» YOUR GOAL: Give the records below again, exactly as they appear.

» RECORDS PROVIDED:
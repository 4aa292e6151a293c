//! Request-side types: what an invocation declares it needs.

use serde::{Deserialize, Serialize};

/// A tool entry in an inbound request.
///
/// Accepts either a bare tool name (`"github.createIssue"`) or a structured
/// object with a `type` field (`{"type": "web_search_preview"}`), matching
/// the wire shapes upstream clients send.
#[derive(Debug, Clone, PartialEq, Serialize, Deserialize)]
#[serde(untagged)]
pub enum ToolSpec {
    /// Bare tool name.
    Name(String),
    /// Structured tool object.
    Typed {
        #[serde(rename = "type")]
        kind: String,
        #[serde(default, skip_serializing_if = "Option::is_none")]
        name: Option<String>,
    },
}

impl ToolSpec {
    /// Structured tool with the given `type`.
    pub fn typed(kind: impl Into<String>) -> Self {
        Self::Typed {
            kind: kind.into(),
            name: None,
        }
    }
}

/// Reasoning effort level.
#[derive(Debug, Clone, Copy, PartialEq, Eq, Serialize, Deserialize)]
#[serde(rename_all = "lowercase")]
pub enum ReasoningEffort {
    Low,
    Medium,
    High,
}

impl ReasoningEffort {
    /// Lowercase label, used as the `reasoning-{effort}` tag suffix.
    pub fn as_str(&self) -> &'static str {
        match self {
            Self::Low => "low",
            Self::Medium => "medium",
            Self::High => "high",
        }
    }
}

/// Reasoning configuration for extended thinking models.
#[derive(Debug, Clone, Default, PartialEq, Serialize, Deserialize)]
pub struct ReasoningConfig {
    #[serde(skip_serializing_if = "Option::is_none")]
    pub effort: Option<ReasoningEffort>,
}

/// Response format configuration.
#[derive(Debug, Clone, PartialEq, Serialize, Deserialize)]
#[serde(tag = "type", rename_all = "snake_case")]
pub enum ResponseFormat {
    Text,
    JsonObject,
    JsonSchema {
        #[serde(default, skip_serializing_if = "Option::is_none")]
        schema: Option<serde_json::Value>,
    },
}

/// What a request declares it needs from a model.
///
/// This is the input to capability resolution; an empty value requires
/// nothing and therefore matches every model.
#[derive(Debug, Clone, Default, PartialEq, Serialize, Deserialize)]
pub struct InvocationNeeds {
    #[serde(default, skip_serializing_if = "Option::is_none")]
    pub tools: Option<Vec<ToolSpec>>,
    #[serde(default, skip_serializing_if = "Option::is_none")]
    pub reasoning: Option<ReasoningConfig>,
    #[serde(default, skip_serializing_if = "Option::is_none")]
    pub response_format: Option<ResponseFormat>,
}

/// A chat message for lazy invocation.
#[derive(Debug, Clone, PartialEq, Serialize, Deserialize)]
pub struct Message {
    pub role: Role,
    pub content: String,
}

impl Message {
    pub fn system(content: impl Into<String>) -> Self {
        Self {
            role: Role::System,
            content: content.into(),
        }
    }

    pub fn user(content: impl Into<String>) -> Self {
        Self {
            role: Role::User,
            content: content.into(),
        }
    }

    pub fn assistant(content: impl Into<String>) -> Self {
        Self {
            role: Role::Assistant,
            content: content.into(),
        }
    }
}

/// Message role.
#[derive(Debug, Clone, Copy, PartialEq, Eq, Serialize, Deserialize)]
#[serde(rename_all = "lowercase")]
pub enum Role {
    System,
    User,
    Assistant,
}

/// Non-streaming chat completion response.
#[derive(Debug, Clone, Serialize, Deserialize)]
pub struct ChatResponse {
    /// Assistant message content.
    pub content: String,
    /// Model id the upstream API reports it served.
    pub model: String,
}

» WRITTEN SOLUTION:
repository 4aa292e6151a293c
//! Request-side types: what an invocation declares it needs.

use serde::{Deserialize, Serialize};

/// A tool entry in an inbound request.
///
/// Accepts either a bare tool name (`"github.createIssue"`) or a structured
/// object with a `type` field (`{"type": "web_search_preview"}`), matching
/// the wire shapes upstream clients send.
#[derive(Debug, Clone, PartialEq, Serialize, Deserialize)]
#[serde(untagged)]
pub enum ToolSpec {
    /// Bare tool name.
    Name(String),
    /// Structured tool object.
    Typed {
        #[serde(rename = "type")]
        kind: String,
        #[serde(default, skip_serializing_if = "Option::is_none")]
        name: Option<String>,
    },
}

impl ToolSpec {
    /// Structured tool with the given `type`.
    pub fn typed(kind: impl Into<String>) -> Self {
        Self::Typed {
            kind: kind.into(),
            name: None,
        }
    }
}

/// Reasoning effort level.
#[derive(Debug, Clone, Copy, PartialEq, Eq, Serialize, Deserialize)]
#[serde(rename_all = "lowercase")]
pub enum ReasoningEffort {
    Low,
    Medium,
    High,
}

impl ReasoningEffort {
    /// Lowercase label, used as the `reasoning-{effort}` tag suffix.
    pub fn as_str(&self) -> &'static str {
        match self {
            Self::Low => "low",
            Self::Medium => "medium",
            Self::High => "high",
        }
    }
}

/// Reasoning configuration for extended thinking models.
#[derive(Debug, Clone, Default, PartialEq, Serialize, Deserialize)]
pub struct ReasoningConfig {
    #[serde(skip_serializing_if = "Option::is_none")]
    pub effort: Option<ReasoningEffort>,
}

/// Response format configuration.
#[derive(Debug, Clone, PartialEq, Serialize, Deserialize)]
#[serde(tag = "type", rename_all = "snake_case")]
pub enum ResponseFormat {
    Text,
    JsonObject,
    JsonSchema {
        #[serde(default, skip_serializing_if = "Option::is_none")]
        schema: Option<serde_json::Value>,
    },
}

/// What a request declares it needs from a model.
///
/// This is the input to capability resolution; an empty value requires
/// nothing and therefore matches every model.
#[derive(Debug, Clone, Default, PartialEq, Serialize, Deserialize)]
pub struct InvocationNeeds {
    #[serde(default, skip_serializing_if = "Option::is_none")]
    pub tools: Option<Vec<ToolSpec>>,
    #[serde(default, skip_serializing_if = "Option::is_none")]
    pub reasoning: Option<ReasoningConfig>,
    #[serde(default, skip_serializing_if = "Option::is_none")]
    pub response_format: Option<ResponseFormat>,
}

/// A chat message for lazy invocation.
#[derive(Debug, Clone, PartialEq, Serialize, Deserialize)]
pub struct Message {
    pub role: Role,
    pub content: String,
}

impl Message {
    pub fn system(content: impl Into<String>) -> Self {
        Self {
            role: Role::System,
            content: content.into(),
        }
    }

    pub fn user(content: impl Into<String>) -> Self {
        Self {
            role: Role::User,
            content: content.into(),
        }
    }

    pub fn assistant(content: impl Into<String>) -> Self {
        Self {
            role: Role::Assistant,
            content: content.into(),
        }
    }
}

/// Message role.
#[derive(Debug, Clone, Copy, PartialEq, Eq, Serialize, Deserialize)]
#[serde(rename_all = "lowercase")]
pub enum Role {
    System,
    User,
    Assistant,
}

/// Non-streaming chat completion response.
#[derive(Debug, Clone, Serialize, Deserialize)]
pub struct ChatResponse {
    /// Assistant message content.
    pub content: String,
    /// Model id the upstream API reports it served.
    pub model: String,
}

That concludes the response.